▶ **EXCERPTED DATA**:
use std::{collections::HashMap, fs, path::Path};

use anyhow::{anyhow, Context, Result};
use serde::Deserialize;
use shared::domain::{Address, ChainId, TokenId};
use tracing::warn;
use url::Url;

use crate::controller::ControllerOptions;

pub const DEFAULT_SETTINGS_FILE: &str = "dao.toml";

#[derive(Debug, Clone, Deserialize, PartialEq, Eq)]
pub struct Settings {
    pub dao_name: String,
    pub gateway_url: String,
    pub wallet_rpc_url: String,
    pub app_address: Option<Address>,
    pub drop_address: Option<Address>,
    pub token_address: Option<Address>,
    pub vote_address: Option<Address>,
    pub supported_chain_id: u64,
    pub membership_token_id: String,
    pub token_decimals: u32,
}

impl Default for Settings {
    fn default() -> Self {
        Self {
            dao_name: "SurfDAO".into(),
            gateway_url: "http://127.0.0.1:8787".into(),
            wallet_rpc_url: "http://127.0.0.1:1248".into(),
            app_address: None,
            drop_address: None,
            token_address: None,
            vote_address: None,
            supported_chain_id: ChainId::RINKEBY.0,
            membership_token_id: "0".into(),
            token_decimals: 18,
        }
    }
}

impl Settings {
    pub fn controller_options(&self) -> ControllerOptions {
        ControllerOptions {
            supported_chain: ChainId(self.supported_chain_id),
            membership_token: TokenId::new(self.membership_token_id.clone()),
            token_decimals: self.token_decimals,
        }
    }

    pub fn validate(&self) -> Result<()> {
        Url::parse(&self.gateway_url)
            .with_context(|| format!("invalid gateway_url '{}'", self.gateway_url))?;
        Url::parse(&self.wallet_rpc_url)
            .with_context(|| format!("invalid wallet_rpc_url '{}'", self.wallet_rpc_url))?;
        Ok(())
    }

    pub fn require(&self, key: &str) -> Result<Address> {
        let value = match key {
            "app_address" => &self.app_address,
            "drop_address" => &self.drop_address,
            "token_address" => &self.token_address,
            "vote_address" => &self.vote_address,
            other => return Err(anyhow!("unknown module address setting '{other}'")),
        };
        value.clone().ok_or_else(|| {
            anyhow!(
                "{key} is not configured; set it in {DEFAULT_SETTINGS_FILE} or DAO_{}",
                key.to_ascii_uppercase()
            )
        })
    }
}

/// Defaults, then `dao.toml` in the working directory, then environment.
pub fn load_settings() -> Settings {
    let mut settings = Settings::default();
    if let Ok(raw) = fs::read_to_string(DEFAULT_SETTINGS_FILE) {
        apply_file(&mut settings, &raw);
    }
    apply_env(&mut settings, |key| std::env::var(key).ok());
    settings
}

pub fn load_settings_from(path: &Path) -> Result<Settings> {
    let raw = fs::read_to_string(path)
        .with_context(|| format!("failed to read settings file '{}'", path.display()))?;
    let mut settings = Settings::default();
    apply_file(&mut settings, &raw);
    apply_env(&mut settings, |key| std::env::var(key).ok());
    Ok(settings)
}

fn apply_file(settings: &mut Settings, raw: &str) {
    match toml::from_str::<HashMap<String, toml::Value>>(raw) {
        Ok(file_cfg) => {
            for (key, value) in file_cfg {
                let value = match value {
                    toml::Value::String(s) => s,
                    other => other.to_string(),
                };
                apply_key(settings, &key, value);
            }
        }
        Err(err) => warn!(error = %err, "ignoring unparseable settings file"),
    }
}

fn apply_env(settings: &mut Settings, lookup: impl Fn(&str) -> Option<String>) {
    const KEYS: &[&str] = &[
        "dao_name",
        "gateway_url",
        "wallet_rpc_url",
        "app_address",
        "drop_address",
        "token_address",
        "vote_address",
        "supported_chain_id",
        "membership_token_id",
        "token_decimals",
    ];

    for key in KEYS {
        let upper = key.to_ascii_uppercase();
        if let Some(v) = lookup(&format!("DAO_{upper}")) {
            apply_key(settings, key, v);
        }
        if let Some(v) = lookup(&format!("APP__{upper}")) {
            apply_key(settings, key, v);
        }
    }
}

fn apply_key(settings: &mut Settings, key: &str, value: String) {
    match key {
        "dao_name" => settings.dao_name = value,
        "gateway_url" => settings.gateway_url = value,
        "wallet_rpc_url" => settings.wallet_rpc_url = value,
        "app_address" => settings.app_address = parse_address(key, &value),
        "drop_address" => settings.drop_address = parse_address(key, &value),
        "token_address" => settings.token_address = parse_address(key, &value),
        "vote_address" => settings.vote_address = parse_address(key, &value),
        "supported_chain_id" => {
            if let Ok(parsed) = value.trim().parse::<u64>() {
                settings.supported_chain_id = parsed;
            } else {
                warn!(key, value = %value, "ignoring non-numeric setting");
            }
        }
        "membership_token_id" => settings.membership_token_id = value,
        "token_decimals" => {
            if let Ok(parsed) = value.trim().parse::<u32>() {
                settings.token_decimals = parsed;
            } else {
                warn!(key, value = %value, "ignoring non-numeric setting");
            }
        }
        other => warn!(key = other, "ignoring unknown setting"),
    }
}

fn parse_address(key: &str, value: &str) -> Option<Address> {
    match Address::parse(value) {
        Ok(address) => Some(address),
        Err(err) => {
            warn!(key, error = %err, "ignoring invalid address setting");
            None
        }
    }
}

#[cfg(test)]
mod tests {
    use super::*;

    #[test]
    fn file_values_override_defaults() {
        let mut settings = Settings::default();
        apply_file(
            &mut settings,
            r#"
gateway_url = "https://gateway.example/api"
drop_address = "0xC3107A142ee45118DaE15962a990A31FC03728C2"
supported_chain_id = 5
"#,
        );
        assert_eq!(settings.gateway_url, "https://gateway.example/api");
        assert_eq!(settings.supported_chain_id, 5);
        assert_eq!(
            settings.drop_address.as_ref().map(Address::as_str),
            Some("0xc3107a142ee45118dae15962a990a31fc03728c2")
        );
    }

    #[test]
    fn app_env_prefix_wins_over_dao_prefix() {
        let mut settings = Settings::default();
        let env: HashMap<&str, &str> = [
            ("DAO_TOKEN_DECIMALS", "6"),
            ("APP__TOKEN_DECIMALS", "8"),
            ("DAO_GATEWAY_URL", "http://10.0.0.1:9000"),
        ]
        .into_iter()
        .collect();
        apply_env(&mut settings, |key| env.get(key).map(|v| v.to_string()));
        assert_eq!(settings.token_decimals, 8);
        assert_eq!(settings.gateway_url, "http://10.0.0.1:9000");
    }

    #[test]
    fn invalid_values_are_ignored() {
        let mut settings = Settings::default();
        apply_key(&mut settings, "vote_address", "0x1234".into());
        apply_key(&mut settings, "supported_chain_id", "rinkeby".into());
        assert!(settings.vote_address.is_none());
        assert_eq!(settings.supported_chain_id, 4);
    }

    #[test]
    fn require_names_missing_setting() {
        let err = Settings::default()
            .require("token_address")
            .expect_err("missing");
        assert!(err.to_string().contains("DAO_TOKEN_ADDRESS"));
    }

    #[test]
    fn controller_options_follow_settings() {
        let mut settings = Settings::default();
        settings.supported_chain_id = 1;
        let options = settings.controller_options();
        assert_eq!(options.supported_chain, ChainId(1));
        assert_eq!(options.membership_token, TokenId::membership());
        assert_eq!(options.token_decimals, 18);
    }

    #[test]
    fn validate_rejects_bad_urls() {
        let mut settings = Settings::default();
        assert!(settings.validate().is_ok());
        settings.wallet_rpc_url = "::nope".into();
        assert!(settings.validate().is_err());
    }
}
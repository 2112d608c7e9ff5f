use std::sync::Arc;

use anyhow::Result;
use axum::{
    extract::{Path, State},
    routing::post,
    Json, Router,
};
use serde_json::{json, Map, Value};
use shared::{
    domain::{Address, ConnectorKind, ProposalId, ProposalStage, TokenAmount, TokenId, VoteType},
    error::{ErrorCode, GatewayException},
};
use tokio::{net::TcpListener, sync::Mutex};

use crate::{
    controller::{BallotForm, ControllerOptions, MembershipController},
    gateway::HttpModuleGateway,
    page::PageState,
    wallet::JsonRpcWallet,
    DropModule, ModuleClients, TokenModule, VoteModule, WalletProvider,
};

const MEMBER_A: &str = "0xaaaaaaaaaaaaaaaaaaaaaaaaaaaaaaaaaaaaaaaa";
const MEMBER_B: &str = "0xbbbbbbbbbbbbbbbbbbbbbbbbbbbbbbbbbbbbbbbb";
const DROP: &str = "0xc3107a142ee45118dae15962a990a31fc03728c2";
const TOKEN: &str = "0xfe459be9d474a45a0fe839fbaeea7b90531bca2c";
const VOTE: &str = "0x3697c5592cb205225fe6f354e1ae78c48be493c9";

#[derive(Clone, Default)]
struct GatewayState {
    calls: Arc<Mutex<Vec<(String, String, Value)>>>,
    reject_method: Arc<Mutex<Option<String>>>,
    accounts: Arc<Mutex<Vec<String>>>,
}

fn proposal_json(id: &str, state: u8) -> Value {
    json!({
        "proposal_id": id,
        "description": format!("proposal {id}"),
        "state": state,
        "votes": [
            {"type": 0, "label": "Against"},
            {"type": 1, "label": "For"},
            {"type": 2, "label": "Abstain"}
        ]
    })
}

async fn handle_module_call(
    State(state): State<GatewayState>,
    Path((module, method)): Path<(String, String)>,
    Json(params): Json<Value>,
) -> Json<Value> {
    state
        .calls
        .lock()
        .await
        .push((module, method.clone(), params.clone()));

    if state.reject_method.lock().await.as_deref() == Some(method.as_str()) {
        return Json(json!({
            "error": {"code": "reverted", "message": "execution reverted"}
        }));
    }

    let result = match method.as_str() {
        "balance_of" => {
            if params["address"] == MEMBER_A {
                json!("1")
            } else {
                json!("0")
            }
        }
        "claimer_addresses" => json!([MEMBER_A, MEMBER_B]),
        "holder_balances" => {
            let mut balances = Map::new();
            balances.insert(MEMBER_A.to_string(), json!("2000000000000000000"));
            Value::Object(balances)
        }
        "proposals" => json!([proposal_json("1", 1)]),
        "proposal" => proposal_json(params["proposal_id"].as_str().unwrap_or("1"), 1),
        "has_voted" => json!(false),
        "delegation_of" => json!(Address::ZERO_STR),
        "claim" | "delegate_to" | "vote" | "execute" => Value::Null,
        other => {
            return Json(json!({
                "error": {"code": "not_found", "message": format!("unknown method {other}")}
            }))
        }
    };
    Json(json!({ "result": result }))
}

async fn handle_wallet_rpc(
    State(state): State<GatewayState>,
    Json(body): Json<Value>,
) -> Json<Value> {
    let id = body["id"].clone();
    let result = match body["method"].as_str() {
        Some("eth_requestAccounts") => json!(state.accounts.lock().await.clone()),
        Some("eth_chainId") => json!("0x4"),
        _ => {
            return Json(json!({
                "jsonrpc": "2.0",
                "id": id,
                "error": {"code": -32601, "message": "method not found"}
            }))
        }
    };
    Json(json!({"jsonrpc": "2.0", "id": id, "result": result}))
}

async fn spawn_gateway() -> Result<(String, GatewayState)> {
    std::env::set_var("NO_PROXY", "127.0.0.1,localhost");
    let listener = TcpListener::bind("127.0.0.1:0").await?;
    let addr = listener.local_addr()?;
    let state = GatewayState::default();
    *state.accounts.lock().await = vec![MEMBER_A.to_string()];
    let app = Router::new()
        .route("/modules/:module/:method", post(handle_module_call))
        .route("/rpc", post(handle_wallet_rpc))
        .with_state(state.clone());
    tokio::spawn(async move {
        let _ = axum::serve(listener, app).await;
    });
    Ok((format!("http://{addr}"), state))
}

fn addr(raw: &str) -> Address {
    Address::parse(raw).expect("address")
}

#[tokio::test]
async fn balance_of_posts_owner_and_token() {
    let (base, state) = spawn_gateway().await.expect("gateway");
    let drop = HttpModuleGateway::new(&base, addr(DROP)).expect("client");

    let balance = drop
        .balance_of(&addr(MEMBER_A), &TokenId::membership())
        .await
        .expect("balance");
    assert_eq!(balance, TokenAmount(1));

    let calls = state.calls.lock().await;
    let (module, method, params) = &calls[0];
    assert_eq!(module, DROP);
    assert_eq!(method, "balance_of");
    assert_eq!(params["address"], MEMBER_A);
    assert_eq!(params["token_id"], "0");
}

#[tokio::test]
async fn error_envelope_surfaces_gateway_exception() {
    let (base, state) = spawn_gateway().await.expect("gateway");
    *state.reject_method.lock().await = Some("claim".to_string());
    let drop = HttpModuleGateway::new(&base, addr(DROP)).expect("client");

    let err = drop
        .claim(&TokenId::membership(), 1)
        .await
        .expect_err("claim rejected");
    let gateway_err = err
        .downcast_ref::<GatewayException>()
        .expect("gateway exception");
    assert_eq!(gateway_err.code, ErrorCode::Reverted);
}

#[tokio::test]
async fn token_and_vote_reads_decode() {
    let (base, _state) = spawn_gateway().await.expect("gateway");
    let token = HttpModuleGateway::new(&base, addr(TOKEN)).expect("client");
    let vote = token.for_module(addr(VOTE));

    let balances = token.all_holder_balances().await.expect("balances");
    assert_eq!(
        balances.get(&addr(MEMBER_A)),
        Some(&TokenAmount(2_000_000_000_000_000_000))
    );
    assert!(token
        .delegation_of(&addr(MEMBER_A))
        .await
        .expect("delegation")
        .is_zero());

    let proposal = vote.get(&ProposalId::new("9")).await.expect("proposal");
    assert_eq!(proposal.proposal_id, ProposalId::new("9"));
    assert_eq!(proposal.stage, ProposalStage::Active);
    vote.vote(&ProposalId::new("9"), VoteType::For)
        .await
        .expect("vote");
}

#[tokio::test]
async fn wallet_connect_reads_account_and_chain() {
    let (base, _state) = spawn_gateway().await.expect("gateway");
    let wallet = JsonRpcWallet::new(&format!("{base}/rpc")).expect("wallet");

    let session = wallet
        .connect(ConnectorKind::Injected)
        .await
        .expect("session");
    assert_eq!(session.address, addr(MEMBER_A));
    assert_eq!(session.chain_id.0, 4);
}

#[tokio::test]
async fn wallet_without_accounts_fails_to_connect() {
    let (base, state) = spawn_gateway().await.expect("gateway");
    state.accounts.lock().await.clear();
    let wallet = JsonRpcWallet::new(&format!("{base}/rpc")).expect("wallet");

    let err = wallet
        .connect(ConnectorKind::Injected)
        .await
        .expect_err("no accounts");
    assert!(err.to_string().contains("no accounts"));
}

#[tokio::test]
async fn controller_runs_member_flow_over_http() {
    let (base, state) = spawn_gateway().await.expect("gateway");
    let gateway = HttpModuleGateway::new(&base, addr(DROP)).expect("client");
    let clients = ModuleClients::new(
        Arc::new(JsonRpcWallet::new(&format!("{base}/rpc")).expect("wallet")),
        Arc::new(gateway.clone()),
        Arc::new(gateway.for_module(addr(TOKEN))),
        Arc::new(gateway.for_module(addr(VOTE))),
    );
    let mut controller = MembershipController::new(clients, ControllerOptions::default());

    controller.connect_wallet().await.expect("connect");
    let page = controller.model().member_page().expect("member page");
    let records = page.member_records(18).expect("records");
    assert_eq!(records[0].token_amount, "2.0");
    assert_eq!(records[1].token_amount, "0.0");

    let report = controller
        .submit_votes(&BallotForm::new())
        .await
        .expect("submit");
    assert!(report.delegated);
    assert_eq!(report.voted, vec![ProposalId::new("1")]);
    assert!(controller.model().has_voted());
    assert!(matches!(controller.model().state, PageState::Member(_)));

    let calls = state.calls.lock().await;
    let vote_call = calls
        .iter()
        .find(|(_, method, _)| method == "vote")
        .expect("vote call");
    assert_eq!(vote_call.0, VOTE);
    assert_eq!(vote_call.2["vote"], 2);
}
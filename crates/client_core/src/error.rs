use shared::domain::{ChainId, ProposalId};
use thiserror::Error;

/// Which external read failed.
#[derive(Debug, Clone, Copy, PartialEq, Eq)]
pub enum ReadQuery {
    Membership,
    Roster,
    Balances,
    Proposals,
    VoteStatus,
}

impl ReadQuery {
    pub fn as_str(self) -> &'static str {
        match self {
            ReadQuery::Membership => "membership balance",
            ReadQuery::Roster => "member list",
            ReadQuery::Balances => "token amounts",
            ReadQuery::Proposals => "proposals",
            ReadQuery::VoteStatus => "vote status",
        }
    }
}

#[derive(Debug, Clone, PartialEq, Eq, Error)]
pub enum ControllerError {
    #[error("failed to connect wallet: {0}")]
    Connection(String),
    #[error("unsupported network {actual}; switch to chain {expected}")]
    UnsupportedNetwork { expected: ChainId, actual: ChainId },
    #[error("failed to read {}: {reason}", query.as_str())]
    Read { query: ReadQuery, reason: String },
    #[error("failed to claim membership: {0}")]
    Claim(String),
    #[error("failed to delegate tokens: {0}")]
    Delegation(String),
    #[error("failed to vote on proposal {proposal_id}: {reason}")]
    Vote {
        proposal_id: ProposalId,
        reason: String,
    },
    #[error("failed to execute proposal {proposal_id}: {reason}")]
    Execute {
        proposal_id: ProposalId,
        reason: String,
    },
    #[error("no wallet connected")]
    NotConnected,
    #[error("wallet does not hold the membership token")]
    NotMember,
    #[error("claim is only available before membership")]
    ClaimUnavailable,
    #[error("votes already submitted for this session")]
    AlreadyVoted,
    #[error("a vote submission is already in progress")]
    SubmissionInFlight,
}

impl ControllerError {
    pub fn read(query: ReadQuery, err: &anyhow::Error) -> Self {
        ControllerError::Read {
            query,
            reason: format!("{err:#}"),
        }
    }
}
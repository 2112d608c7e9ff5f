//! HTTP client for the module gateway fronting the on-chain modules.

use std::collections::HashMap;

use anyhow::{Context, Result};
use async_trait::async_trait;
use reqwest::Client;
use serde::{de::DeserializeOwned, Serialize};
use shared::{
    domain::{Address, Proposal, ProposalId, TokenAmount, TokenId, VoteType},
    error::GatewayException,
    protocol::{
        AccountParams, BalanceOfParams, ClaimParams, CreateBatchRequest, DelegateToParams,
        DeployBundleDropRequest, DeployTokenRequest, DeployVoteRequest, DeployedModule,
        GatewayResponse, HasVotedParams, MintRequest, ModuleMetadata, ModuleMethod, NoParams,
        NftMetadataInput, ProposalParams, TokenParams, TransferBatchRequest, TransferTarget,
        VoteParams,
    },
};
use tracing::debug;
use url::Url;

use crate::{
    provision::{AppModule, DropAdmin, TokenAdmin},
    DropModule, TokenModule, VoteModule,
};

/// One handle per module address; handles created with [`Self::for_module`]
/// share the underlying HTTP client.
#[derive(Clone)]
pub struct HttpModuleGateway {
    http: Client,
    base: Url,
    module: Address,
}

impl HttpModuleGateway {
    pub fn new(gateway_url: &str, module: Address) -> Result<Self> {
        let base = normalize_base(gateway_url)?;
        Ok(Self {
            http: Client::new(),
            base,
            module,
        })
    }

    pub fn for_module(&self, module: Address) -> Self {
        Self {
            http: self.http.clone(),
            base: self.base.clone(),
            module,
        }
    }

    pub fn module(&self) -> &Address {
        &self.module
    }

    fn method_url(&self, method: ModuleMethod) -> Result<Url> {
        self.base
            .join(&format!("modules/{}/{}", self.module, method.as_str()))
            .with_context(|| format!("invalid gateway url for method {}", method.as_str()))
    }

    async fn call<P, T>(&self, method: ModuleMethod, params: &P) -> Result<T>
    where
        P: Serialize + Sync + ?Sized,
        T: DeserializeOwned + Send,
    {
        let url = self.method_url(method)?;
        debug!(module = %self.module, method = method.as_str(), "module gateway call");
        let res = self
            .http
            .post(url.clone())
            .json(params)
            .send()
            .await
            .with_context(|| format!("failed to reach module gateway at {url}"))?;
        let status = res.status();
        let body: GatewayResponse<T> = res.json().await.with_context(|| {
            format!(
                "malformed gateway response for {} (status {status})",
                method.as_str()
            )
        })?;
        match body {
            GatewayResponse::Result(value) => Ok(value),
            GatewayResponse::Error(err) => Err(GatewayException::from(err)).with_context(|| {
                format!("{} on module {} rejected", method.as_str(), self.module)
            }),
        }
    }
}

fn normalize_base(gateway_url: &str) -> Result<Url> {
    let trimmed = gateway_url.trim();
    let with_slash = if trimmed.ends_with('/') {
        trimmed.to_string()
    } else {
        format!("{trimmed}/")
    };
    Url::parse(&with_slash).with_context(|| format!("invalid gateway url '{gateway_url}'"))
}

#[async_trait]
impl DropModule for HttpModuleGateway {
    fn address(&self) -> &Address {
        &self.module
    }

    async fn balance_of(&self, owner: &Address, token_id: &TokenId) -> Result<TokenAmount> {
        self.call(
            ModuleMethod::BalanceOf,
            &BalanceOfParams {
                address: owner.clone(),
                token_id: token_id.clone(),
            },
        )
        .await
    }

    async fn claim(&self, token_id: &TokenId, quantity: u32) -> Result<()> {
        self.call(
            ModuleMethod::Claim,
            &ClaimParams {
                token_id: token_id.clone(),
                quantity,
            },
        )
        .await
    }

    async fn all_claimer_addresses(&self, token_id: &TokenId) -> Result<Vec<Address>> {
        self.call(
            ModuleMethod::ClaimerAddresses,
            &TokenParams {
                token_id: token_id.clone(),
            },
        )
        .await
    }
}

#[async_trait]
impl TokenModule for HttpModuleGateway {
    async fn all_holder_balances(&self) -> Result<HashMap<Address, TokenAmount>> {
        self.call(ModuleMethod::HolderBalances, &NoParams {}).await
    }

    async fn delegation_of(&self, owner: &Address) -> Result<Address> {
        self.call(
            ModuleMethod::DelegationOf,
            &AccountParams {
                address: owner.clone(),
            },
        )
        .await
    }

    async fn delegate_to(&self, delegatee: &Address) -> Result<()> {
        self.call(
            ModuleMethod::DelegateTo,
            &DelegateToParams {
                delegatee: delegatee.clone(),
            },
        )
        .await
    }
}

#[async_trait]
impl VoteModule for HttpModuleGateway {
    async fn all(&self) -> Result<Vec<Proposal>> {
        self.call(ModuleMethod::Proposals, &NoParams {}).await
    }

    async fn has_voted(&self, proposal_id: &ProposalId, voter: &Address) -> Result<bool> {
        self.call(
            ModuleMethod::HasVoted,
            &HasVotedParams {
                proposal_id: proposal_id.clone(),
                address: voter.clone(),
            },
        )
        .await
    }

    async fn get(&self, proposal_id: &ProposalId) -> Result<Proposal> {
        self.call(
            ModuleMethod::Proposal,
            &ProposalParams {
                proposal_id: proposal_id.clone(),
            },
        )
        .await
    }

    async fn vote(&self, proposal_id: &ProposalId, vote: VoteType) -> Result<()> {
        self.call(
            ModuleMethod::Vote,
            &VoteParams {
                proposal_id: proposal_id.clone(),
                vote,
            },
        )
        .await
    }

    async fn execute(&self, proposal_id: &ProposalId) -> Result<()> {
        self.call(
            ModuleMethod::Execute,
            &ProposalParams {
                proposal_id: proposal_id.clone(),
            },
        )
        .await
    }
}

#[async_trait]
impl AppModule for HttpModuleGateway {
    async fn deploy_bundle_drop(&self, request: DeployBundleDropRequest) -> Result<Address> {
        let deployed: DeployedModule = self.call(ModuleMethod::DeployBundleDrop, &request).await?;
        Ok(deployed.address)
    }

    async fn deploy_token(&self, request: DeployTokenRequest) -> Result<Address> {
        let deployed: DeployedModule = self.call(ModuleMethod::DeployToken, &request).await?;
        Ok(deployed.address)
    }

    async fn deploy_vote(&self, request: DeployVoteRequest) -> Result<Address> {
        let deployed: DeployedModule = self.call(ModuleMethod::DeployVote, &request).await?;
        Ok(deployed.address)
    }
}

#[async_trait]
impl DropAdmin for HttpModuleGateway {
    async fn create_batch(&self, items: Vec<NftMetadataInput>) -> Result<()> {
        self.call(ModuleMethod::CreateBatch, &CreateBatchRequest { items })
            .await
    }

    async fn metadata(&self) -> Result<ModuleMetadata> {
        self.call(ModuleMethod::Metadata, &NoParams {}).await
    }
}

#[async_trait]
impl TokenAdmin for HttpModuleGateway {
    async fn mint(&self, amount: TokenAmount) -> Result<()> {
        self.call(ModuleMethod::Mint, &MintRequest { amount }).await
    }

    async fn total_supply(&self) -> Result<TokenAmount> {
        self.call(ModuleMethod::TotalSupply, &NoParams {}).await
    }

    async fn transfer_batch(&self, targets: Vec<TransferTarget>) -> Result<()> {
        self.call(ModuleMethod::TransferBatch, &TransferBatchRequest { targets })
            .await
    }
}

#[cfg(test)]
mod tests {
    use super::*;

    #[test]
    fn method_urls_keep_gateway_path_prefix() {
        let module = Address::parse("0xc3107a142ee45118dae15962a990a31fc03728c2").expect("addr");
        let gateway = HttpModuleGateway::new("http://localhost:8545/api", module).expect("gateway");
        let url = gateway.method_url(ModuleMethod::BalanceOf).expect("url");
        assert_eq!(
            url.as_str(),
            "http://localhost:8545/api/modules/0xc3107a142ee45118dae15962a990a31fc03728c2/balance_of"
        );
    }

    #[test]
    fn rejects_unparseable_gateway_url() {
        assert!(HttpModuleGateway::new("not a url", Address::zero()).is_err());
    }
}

▶ **ASSIGNMENT**:
Show the lines of the records above that mention "JsonRpcWallet".

▶ **SOLUTION**:
    wallet::JsonRpcWallet,
    let wallet = JsonRpcWallet::new(&format!("{base}/rpc")).expect("wallet");
    let wallet = JsonRpcWallet::new(&format!("{base}/rpc")).expect("wallet");
        Arc::new(JsonRpcWallet::new(&format!("{base}/rpc")).expect("wallet")),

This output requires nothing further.